- Task details -
Using the data that follows, give the number of lines where the string "Some" occurs, and nothing else.

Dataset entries
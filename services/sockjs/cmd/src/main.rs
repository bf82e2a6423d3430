//! SockJS gateway binary.
//!
//! Serves the XHR polling, XHR streaming, and JSONP transports with an echo
//! application behind them: every message a client sends is written back.

use clap::Parser;
use sockjs_http::SockJsServer;
use sockjs_session::{ConnectionHandler, SockJsSocket};
use std::{net::SocketAddr, path::PathBuf, sync::Arc};
use tracing_subscriber::EnvFilter;

mod config;
mod logging;

use config::GatewayConfig;
use logging::GatewayLogFormatter;

/// SockJS session gateway running an echo application
#[derive(Parser, Debug)]
#[command(name = "sockjs-gateway", version, about = "SockJS HTTP transports with an echo application")]
struct Args {
    /// Listen address, e.g. 0.0.0.0:8081
    #[arg(long)]
    bind: Option<SocketAddr>,

    /// Base path for the transports, e.g. /echo
    #[arg(long)]
    prefix: Option<String>,

    /// Session timeout with no listener attached, e.g. 5s
    #[arg(long)]
    session_timeout: Option<humantime::Duration>,

    /// Heartbeat period, e.g. 25s
    #[arg(long)]
    heartbeat_period: Option<humantime::Duration>,

    /// Byte budget of one streaming response
    #[arg(long)]
    max_bytes_streaming: Option<usize>,

    /// Do not set the JSESSIONID cookie
    #[arg(long)]
    no_jsessionid: bool,

    /// Log level
    #[arg(long, default_value = "info")]
    log_level: String,

    /// Configuration file path
    #[arg(long, default_value = "config.yaml")]
    config: PathBuf,
}

impl Args {
    /// Explicit flags win over file and environment settings
    fn apply_to(&self, config: &mut GatewayConfig) {
        if let Some(bind) = self.bind {
            config.bind = bind;
        }
        if let Some(prefix) = &self.prefix {
            config.prefix = prefix.clone();
        }
        if let Some(timeout) = self.session_timeout {
            config.session_timeout = timeout.into();
        }
        if let Some(period) = self.heartbeat_period {
            config.heartbeat_period = period.into();
        }
        if let Some(max_bytes) = self.max_bytes_streaming {
            config.max_bytes_streaming = max_bytes;
        }
        if self.no_jsessionid {
            config.insert_jsessionid = false;
        }
    }
}

/// Writes every inbound message back to its sender
fn echo_handler() -> Arc<dyn ConnectionHandler> {
    Arc::new(|mut socket: SockJsSocket| {
        component_debug!("echo", "Connection {} opened", socket.id());
        tokio::spawn(async move {
            while let Some(message) = socket.recv().await {
                if socket.write(message).is_err() {
                    break;
                }
            }
            component_debug!("echo", "Connection {} finished", socket.id());
        });
    })
}

#[tokio::main(flavor = "multi_thread")]
async fn main() -> anyhow::Result<()> {
    let args = Args::parse();

    let env_filter = EnvFilter::new("info")
        .add_directive(format!("sockjs_gateway={}", args.log_level).parse()?)
        .add_directive(format!("sockjs_http={}", args.log_level).parse()?)
        .add_directive(format!("sockjs_session={}", args.log_level).parse()?)
        .add_directive(format!("sockjs_wire={}", args.log_level).parse()?);

    let formatter = GatewayLogFormatter::new("sockjs");

    tracing_subscriber::fmt()
        .with_env_filter(env_filter)
        .with_target(false)
        .with_ansi(true)
        .event_format(formatter)
        .init();

    component_info!("main", "Starting SockJS gateway v{}", env!("CARGO_PKG_VERSION"));

    let mut gateway_config = GatewayConfig::load_from_file(&args.config)?;
    args.apply_to(&mut gateway_config);

    if gateway_config.max_bytes_streaming == 0 {
        anyhow::bail!("max_bytes_streaming must be greater than zero");
    }

    component_info!(
        "main",
        "Session config: timeout={:?}, heartbeat={:?}, max_bytes_streaming={}",
        gateway_config.session_timeout,
        gateway_config.heartbeat_period,
        gateway_config.max_bytes_streaming
    );

    let server = SockJsServer::new(gateway_config.transport_config(), echo_handler());
    let registry = server.registry();

    let shutdown = async {
        match tokio::signal::ctrl_c().await {
            Ok(()) => component_info!("main", "Received Ctrl-C, shutting down"),
            Err(e) => component_error!("main", "Failed to listen for Ctrl-C: {}", e),
        }
    };

    if let Err(e) = server.serve(gateway_config.bind, shutdown).await {
        component_error!("http", "Server failed: {}", e);
        return Err(e);
    }

    if !registry.is_empty() {
        component_warn!("main", "{} sessions still registered at shutdown", registry.len());
    }
    component_info!("main", "SockJS gateway stopped");
    Ok(())
}

#[cfg(test)]
mod tests {
    use super::*;
    use axum::body::Body;
    use axum::http::Request;
    use http_body_util::BodyExt;
    use std::time::Duration;
    use tower::ServiceExt;

    #[test]
    fn test_flags_override_config() {
        let args = Args::parse_from([
            "sockjs-gateway",
            "--bind",
            "0.0.0.0:9000",
            "--session-timeout",
            "30s",
            "--no-jsessionid",
        ]);
        let mut config = GatewayConfig::default();
        args.apply_to(&mut config);

        assert_eq!(config.bind, "0.0.0.0:9000".parse().unwrap());
        assert_eq!(config.session_timeout, Duration::from_secs(30));
        assert!(!config.insert_jsessionid);
        assert_eq!(config.prefix, "/echo");
    }

    #[tokio::test]
    async fn test_echo_handler_writes_back() {
        let server = SockJsServer::new(Default::default(), echo_handler());
        let app = server.router();

        let poll = || {
            Request::builder()
                .method("POST")
                .uri("/echo/000/e1/xhr")
                .body(Body::empty())
                .unwrap()
        };

        let response = app.clone().oneshot(poll()).await.unwrap();
        let body = response.into_body().collect().await.unwrap().to_bytes();
        assert_eq!(&body[..], b"o\n");

        let send = Request::builder()
            .method("POST")
            .uri("/echo/000/e1/xhr_send")
            .body(Body::from("[\"echo me\"]"))
            .unwrap();
        let response = app.clone().oneshot(send).await.unwrap();
        assert_eq!(response.status(), 204);

        let response = app.clone().oneshot(poll()).await.unwrap();
        let body = response.into_body().collect().await.unwrap().to_bytes();
        assert_eq!(&body[..], b"a[\"echo me\"]\n");
    }
}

- Solved problem -
6